Exercise: Filter these entries down to lines holding "startup".

____________________

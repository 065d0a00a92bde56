//! Rolling latency buffers for the index.
//!
//! Each [`HybridIndex`](crate::search::HybridIndex) owns one [`IndexMetrics`].
//! Two buffers are kept: embedding generation and search. Each holds the most
//! recent N samples (N = `timing_history`, 100 by default); older samples are
//! dropped as new ones arrive. Buffers live as long as the index and are never
//! reset by `clear()`.

use std::collections::VecDeque;
use std::sync::RwLock;

/// Bounded sample buffer for a single metric.
#[derive(Debug)]
struct MetricData {
    /// Most recent samples in milliseconds, oldest first.
    samples: VecDeque<f64>,
    /// Buffer capacity.
    capacity: usize,
    /// Total count since startup.
    total_count: u64,
}

impl MetricData {
    fn new(capacity: usize) -> Self {
        let capacity = capacity.max(1);
        Self {
            samples: VecDeque::with_capacity(capacity),
            capacity,
            total_count: 0,
        }
    }

    /// Record a new sample.
    fn record(&mut self, duration_ms: f64) {
        self.total_count += 1;
        self.samples.push_back(duration_ms);

        // Trim if over max
        while self.samples.len() > self.capacity {
            self.samples.pop_front();
        }
    }

    /// Mean of the buffered samples.
    fn rolling_avg(&self) -> Option<f64> {
        if self.samples.is_empty() {
            return None;
        }
        Some(self.samples.iter().sum::<f64>() / self.samples.len() as f64)
    }
}

/// Point-in-time view of both buffers.
#[derive(Clone, Debug, Default, PartialEq)]
pub struct TimingSnapshot {
    /// Rolling mean embedding latency (ms).
    pub embedding_avg_ms: Option<f64>,
    /// Samples currently in the embedding buffer.
    pub embedding_samples: usize,
    /// Embedding calls recorded since startup.
    pub total_embeddings: u64,
    /// Rolling mean search latency (ms).
    pub search_avg_ms: Option<f64>,
    /// Samples currently in the search buffer.
    pub search_samples: usize,
    /// Searches recorded since startup.
    pub total_searches: u64,
}

#[derive(Debug)]
struct MetricsInner {
    embedding: MetricData,
    search: MetricData,
}

/// Latency collector owned by one index.
///
/// Thread-safe. Recording never fails: a poisoned lock drops the sample.
#[derive(Debug)]
pub struct IndexMetrics {
    inner: RwLock<MetricsInner>,
}

impl IndexMetrics {
    /// Creates empty buffers that each keep `history` samples.
    pub fn new(history: usize) -> Self {
        Self {
            inner: RwLock::new(MetricsInner {
                embedding: MetricData::new(history),
                search: MetricData::new(history),
            }),
        }
    }

    /// Record embedding generation time.
    pub fn record_embedding(&self, duration_ms: f64) {
        if let Ok(mut inner) = self.inner.write() {
            inner.embedding.record(duration_ms);
        }
    }

    /// Record end-to-end search time.
    pub fn record_search(&self, duration_ms: f64) {
        if let Ok(mut inner) = self.inner.write() {
            inner.search.record(duration_ms);
        }
    }

    /// Get a snapshot of both buffers.
    pub fn snapshot(&self) -> TimingSnapshot {
        let inner = match self.inner.read() {
            Ok(inner) => inner,
            Err(_) => return TimingSnapshot::default(),
        };

        TimingSnapshot {
            embedding_avg_ms: inner.embedding.rolling_avg(),
            embedding_samples: inner.embedding.samples.len(),
            total_embeddings: inner.embedding.total_count,
            search_avg_ms: inner.search.rolling_avg(),
            search_samples: inner.search.samples.len(),
            total_searches: inner.search.total_count,
        }
    }
}

impl Default for IndexMetrics {
    fn default() -> Self {
        Self::new(crate::config::TIMING_HISTORY)
    }
}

____________________

Result of this task:
    /// Total count since startup.
    /// Embedding calls recorded since startup.
    /// Searches recorded since startup.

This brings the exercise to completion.